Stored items
---------------
//! Screen layout

use ratatui::{
    layout::{Constraint, Layout, Rect},
    Frame,
};

use crate::session::ChatSession;
use crate::tui::view::ViewState;
use crate::tui::widgets::{
    FooterWidget, HeaderWidget, InputBox, MessageListWidget, ToolProgressWidget, PANEL_HEIGHT,
};

/// Rows given to the input box, borders included
const INPUT_HEIGHT: u16 = 5;

struct Areas {
    header: Rect,
    messages: Rect,
    tool_progress: Option<Rect>,
    input: Rect,
    footer: Rect,
}

fn split(area: Rect, with_tool_progress: bool) -> Areas {
    if with_tool_progress {
        let chunks = Layout::vertical([
            Constraint::Length(1),
            Constraint::Min(3),
            Constraint::Length(PANEL_HEIGHT),
            Constraint::Length(INPUT_HEIGHT),
            Constraint::Length(1),
        ])
        .split(area);
        Areas {
            header: chunks[0],
            messages: chunks[1],
            tool_progress: Some(chunks[2]),
            input: chunks[3],
            footer: chunks[4],
        }
    } else {
        let chunks = Layout::vertical([
            Constraint::Length(1),
            Constraint::Min(3),
            Constraint::Length(INPUT_HEIGHT),
            Constraint::Length(1),
        ])
        .split(area);
        Areas {
            header: chunks[0],
            messages: chunks[1],
            tool_progress: None,
            input: chunks[2],
            footer: chunks[3],
        }
    }
}

/// Draw the whole screen.
///
/// Clamps the view's scroll position to what the transcript can show.
pub fn draw(frame: &mut Frame, session: &ChatSession, view: &mut ViewState) {
    let now = std::time::Instant::now();
    let transcript = session.transcript();
    let areas = split(frame.area(), transcript.tool_progress().is_some());

    frame.render_widget(
        HeaderWidget::new(
            session.status(),
            session.connection_state(),
            view.last_updated,
        ),
        areas.header,
    );

    let messages = MessageListWidget::new(transcript).frame(view.frame);
    view.scroll_from_bottom = view.scroll_from_bottom.min(messages.max_scroll(areas.messages));
    frame.render_widget(messages.scroll(view.scroll_from_bottom), areas.messages);

    if let (Some(area), Some(progress)) = (areas.tool_progress, transcript.tool_progress()) {
        frame.render_widget(ToolProgressWidget::new(progress).frame(view.frame), area);
    }

    frame.render_widget(
        InputBox::new(&view.input)
            .sending(view.is_sending(now))
            .thresholds(view.ui.char_warn_threshold, view.ui.char_alert_threshold),
        areas.input,
    );

    frame.render_widget(FooterWidget::new(session.sound_enabled()), areas.footer);
}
---------------
- _REQUIRED WORK_
Return every line of the data unchanged.

- _WRITTEN REPLY_
//! Screen layout

use ratatui::{
    layout::{Constraint, Layout, Rect},
    Frame,
};

use crate::session::ChatSession;
use crate::tui::view::ViewState;
use crate::tui::widgets::{
    FooterWidget, HeaderWidget, InputBox, MessageListWidget, ToolProgressWidget, PANEL_HEIGHT,
};

/// Rows given to the input box, borders included
const INPUT_HEIGHT: u16 = 5;

struct Areas {
    header: Rect,
    messages: Rect,
    tool_progress: Option<Rect>,
    input: Rect,
    footer: Rect,
}

fn split(area: Rect, with_tool_progress: bool) -> Areas {
    if with_tool_progress {
        let chunks = Layout::vertical([
            Constraint::Length(1),
            Constraint::Min(3),
            Constraint::Length(PANEL_HEIGHT),
            Constraint::Length(INPUT_HEIGHT),
            Constraint::Length(1),
        ])
        .split(area);
        Areas {
            header: chunks[0],
            messages: chunks[1],
            tool_progress: Some(chunks[2]),
            input: chunks[3],
            footer: chunks[4],
        }
    } else {
        let chunks = Layout::vertical([
            Constraint::Length(1),
            Constraint::Min(3),
            Constraint::Length(INPUT_HEIGHT),
            Constraint::Length(1),
        ])
        .split(area);
        Areas {
            header: chunks[0],
            messages: chunks[1],
            tool_progress: None,
            input: chunks[2],
            footer: chunks[3],
        }
    }
}

/// Draw the whole screen.
///
/// Clamps the view's scroll position to what the transcript can show.
pub fn draw(frame: &mut Frame, session: &ChatSession, view: &mut ViewState) {
    let now = std::time::Instant::now();
    let transcript = session.transcript();
    let areas = split(frame.area(), transcript.tool_progress().is_some());

    frame.render_widget(
        HeaderWidget::new(
            session.status(),
            session.connection_state(),
            view.last_updated,
        ),
        areas.header,
    );

    let messages = MessageListWidget::new(transcript).frame(view.frame);
    view.scroll_from_bottom = view.scroll_from_bottom.min(messages.max_scroll(areas.messages));
    frame.render_widget(messages.scroll(view.scroll_from_bottom), areas.messages);

    if let (Some(area), Some(progress)) = (areas.tool_progress, transcript.tool_progress()) {
        frame.render_widget(ToolProgressWidget::new(progress).frame(view.frame), area);
    }

    frame.render_widget(
        InputBox::new(&view.input)
            .sending(view.is_sending(now))
            .thresholds(view.ui.char_warn_threshold, view.ui.char_alert_threshold),
        areas.input,
    );

    frame.render_widget(FooterWidget::new(session.sound_enabled()), areas.footer);
}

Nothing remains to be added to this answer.